● EXERCISE GOAL
Please state how many lines of the data below contain the word "executing", offering nothing besides the number.

[Dataset records]
+++
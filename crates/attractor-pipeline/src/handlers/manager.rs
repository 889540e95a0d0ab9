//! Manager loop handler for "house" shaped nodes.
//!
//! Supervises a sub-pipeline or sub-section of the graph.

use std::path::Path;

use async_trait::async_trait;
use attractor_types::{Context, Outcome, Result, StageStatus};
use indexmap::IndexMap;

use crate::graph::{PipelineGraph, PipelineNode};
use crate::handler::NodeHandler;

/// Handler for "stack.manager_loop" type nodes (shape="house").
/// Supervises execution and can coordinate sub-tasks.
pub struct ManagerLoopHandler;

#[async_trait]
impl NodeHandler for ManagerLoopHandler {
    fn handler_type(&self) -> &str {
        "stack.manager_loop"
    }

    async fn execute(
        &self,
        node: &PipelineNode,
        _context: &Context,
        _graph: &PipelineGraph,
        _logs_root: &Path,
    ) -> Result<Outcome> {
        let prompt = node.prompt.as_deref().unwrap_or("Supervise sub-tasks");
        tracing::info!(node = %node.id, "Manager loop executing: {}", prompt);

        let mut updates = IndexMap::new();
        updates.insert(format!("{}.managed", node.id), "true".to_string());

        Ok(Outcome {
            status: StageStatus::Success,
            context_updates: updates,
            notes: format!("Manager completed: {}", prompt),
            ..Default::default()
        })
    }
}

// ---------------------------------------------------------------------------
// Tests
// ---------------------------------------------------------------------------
+++
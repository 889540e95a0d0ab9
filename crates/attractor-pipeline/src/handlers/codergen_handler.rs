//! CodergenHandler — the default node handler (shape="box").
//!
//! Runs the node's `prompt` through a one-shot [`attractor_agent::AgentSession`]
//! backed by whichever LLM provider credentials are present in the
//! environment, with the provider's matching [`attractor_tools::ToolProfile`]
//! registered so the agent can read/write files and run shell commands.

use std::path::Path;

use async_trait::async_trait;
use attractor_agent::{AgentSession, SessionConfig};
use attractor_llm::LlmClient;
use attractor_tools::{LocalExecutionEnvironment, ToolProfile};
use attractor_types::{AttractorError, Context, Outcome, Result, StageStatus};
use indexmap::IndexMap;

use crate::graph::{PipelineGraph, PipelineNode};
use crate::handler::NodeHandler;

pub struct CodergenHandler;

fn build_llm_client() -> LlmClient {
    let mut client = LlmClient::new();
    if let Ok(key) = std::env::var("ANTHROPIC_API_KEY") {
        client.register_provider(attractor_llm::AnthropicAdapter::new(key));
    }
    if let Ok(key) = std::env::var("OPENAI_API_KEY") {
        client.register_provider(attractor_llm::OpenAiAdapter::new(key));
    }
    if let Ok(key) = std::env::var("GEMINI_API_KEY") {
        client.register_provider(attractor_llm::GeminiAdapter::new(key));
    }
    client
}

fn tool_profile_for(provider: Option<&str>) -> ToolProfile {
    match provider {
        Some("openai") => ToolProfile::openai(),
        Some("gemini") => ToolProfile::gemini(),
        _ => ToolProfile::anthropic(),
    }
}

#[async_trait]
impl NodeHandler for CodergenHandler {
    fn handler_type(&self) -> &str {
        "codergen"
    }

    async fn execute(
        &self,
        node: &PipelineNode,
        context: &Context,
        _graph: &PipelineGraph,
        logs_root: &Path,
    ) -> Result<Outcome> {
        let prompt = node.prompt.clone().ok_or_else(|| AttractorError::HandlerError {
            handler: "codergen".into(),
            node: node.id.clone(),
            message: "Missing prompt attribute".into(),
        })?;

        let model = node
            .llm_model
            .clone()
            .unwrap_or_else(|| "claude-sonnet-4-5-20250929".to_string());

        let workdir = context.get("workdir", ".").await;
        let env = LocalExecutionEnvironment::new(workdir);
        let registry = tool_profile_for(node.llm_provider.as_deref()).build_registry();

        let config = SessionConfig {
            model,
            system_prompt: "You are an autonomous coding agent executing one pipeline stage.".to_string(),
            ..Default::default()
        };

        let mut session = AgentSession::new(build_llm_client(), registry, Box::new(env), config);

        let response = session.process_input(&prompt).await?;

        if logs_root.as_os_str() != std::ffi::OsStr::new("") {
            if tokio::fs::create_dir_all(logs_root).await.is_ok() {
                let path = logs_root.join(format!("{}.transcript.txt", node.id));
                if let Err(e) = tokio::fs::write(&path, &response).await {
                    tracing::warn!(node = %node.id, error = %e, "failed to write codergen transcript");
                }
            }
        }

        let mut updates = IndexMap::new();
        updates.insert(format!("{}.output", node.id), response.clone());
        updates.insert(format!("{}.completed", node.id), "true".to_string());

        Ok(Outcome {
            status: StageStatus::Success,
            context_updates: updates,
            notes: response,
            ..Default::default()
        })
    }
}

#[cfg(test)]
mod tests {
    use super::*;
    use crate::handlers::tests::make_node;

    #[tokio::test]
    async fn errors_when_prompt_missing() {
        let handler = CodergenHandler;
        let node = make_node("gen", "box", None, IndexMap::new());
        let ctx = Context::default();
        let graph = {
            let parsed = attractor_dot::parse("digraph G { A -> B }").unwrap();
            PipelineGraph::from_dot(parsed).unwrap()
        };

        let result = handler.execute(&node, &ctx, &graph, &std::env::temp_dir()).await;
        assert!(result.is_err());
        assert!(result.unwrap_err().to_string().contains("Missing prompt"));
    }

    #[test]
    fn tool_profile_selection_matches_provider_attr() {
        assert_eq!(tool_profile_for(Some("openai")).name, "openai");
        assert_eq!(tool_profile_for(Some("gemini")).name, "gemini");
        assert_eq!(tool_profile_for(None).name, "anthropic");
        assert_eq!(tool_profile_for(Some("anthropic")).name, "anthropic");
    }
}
+++
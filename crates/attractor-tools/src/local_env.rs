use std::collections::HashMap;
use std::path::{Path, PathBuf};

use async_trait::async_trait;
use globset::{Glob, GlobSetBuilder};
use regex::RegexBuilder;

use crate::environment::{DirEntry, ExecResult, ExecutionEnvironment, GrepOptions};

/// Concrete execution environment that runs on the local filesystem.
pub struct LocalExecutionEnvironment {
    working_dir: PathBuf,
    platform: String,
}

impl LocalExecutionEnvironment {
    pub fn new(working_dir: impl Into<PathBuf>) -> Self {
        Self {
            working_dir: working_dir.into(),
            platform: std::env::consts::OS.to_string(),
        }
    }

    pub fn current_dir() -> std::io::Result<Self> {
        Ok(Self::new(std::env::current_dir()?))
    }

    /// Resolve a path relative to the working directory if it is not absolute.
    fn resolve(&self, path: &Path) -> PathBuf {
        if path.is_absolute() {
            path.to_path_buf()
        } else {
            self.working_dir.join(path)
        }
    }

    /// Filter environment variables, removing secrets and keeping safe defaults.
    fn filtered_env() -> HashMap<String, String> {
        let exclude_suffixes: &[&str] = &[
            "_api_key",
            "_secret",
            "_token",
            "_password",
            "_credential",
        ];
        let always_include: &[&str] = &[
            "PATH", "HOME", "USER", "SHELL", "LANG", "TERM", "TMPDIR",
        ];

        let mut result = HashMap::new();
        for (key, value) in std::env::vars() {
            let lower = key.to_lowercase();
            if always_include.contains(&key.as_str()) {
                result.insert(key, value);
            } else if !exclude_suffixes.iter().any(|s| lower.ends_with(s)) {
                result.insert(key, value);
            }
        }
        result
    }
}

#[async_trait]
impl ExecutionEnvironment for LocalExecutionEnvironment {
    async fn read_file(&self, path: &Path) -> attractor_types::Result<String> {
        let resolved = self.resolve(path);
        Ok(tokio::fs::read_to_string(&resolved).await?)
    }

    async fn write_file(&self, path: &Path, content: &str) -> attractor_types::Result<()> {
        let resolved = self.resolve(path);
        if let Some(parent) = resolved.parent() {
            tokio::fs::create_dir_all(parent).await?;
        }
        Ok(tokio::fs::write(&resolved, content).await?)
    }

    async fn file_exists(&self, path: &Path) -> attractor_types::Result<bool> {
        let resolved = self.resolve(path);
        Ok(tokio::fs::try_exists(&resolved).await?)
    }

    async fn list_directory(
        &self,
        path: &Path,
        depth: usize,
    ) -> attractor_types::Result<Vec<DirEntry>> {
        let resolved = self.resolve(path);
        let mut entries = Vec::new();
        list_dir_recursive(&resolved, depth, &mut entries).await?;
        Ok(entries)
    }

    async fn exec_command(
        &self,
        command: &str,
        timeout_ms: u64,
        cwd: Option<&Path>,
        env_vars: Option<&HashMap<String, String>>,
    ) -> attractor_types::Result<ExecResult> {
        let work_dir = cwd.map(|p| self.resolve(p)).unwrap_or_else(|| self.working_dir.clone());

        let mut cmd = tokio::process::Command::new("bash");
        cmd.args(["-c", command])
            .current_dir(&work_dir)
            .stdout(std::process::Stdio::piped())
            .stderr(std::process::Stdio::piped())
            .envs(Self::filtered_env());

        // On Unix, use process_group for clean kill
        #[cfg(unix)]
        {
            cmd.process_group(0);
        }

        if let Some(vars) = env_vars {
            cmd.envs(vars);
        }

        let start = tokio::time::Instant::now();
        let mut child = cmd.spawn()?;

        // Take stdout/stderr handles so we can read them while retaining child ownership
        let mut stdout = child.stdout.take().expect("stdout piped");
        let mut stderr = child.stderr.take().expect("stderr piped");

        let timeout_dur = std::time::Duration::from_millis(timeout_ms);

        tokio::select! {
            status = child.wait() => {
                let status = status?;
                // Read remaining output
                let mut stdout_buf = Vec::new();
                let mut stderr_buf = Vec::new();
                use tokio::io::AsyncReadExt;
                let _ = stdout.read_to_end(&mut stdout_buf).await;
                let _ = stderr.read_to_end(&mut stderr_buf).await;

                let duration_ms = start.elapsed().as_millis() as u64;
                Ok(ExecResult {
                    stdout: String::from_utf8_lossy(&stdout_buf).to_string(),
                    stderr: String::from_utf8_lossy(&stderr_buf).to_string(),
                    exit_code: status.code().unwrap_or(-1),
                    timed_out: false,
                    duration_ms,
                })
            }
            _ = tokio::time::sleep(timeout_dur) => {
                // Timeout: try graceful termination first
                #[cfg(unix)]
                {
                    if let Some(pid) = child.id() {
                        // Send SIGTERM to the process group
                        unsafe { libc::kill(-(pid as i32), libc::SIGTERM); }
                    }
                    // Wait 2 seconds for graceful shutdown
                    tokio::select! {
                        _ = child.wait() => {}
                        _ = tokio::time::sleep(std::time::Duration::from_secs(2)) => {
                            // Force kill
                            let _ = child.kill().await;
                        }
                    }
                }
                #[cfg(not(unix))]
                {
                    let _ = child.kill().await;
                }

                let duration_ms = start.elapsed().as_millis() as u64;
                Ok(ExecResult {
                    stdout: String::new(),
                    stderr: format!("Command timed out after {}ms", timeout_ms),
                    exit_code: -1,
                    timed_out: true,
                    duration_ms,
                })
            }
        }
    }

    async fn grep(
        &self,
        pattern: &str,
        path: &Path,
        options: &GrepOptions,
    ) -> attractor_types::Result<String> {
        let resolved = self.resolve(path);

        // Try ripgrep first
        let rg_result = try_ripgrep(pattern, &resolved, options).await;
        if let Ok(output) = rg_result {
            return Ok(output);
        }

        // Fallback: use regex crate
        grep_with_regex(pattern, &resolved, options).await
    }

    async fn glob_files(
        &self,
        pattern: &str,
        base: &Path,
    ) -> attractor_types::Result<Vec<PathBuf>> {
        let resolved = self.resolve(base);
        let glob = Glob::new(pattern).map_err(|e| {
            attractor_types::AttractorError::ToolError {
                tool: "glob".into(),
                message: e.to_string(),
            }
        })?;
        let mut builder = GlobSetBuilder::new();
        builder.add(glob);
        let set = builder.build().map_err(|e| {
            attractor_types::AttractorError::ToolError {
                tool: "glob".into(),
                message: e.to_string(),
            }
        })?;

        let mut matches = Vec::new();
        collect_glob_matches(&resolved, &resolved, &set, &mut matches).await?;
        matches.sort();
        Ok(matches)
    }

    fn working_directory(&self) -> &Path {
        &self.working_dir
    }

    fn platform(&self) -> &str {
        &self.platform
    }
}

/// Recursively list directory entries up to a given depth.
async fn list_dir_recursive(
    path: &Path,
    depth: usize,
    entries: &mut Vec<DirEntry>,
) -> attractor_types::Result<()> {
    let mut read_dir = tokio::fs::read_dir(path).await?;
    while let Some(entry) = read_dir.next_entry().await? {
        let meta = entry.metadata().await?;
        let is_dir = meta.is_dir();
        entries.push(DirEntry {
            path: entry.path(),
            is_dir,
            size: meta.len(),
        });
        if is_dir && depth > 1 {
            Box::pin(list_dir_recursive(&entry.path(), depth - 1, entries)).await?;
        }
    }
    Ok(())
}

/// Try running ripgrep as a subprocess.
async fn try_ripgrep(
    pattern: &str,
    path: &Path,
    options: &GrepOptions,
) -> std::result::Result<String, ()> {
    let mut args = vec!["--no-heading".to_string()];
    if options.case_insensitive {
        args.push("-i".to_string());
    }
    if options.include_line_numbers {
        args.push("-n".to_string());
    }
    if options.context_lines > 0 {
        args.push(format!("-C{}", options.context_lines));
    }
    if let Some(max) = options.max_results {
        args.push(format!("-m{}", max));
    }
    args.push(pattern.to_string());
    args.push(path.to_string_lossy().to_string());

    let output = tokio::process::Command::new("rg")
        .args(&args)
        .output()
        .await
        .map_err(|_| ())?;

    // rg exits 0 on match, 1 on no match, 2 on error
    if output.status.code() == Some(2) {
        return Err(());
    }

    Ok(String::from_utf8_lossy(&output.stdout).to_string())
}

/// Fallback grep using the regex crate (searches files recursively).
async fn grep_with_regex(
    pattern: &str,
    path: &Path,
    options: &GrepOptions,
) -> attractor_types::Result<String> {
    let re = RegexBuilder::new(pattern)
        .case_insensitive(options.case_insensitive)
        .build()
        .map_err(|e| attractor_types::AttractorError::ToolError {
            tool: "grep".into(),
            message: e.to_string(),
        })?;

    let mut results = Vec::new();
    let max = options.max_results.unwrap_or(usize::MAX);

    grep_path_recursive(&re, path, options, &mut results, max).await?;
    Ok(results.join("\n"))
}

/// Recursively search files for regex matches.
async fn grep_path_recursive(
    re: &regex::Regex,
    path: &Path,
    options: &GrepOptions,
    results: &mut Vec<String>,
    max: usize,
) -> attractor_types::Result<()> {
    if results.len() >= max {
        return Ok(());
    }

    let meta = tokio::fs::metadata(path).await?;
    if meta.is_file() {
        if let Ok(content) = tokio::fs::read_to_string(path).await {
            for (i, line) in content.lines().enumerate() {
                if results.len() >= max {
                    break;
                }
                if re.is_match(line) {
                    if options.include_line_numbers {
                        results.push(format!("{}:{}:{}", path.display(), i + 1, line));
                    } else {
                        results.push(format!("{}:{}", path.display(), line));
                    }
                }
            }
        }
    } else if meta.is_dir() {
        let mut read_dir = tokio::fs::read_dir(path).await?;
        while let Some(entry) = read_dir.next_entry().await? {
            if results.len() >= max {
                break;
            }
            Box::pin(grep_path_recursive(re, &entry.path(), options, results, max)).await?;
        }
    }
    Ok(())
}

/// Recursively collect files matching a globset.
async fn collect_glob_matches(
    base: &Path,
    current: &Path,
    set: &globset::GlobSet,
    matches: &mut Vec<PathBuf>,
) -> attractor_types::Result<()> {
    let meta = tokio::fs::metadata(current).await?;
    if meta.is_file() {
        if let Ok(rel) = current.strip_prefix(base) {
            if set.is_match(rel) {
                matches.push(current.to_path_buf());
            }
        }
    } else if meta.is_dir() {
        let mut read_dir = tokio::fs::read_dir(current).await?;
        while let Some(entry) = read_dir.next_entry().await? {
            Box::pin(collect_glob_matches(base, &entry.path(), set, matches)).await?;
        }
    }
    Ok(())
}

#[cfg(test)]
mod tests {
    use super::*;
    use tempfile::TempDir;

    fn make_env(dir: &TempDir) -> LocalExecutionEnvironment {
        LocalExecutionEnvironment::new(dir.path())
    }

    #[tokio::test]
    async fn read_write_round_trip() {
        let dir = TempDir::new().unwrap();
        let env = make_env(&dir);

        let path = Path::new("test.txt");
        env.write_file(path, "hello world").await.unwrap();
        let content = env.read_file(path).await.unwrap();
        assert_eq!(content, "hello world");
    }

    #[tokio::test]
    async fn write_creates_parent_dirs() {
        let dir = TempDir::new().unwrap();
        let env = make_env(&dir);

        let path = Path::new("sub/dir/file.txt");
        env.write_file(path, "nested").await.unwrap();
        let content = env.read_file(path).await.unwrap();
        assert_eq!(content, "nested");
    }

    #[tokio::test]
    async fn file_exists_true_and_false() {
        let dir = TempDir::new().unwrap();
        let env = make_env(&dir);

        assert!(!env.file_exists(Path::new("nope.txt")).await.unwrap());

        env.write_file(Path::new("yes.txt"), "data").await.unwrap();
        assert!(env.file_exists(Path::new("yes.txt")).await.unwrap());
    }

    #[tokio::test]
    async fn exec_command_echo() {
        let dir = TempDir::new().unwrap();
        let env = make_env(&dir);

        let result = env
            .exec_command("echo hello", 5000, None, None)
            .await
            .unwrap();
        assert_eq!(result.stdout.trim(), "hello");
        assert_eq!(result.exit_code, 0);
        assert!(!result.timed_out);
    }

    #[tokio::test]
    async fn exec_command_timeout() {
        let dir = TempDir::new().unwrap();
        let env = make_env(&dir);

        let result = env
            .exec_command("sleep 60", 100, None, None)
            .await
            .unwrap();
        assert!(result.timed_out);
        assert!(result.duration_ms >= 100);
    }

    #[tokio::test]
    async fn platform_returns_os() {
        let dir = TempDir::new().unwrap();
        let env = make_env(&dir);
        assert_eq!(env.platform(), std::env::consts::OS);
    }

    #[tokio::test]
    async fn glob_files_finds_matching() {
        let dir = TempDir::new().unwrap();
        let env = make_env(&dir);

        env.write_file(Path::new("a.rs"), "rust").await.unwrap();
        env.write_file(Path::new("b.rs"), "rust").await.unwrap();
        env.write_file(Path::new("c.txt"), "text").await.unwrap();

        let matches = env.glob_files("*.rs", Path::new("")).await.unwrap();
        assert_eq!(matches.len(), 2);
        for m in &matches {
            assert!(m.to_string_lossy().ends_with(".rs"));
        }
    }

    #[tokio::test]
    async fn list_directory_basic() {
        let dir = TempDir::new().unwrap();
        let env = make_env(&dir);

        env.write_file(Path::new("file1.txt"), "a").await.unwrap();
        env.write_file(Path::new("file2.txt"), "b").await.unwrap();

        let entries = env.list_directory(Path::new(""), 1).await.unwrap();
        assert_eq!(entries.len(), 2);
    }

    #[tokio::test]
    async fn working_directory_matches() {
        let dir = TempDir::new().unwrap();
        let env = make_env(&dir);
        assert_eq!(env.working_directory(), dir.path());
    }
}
+++
● TASK RESULT
2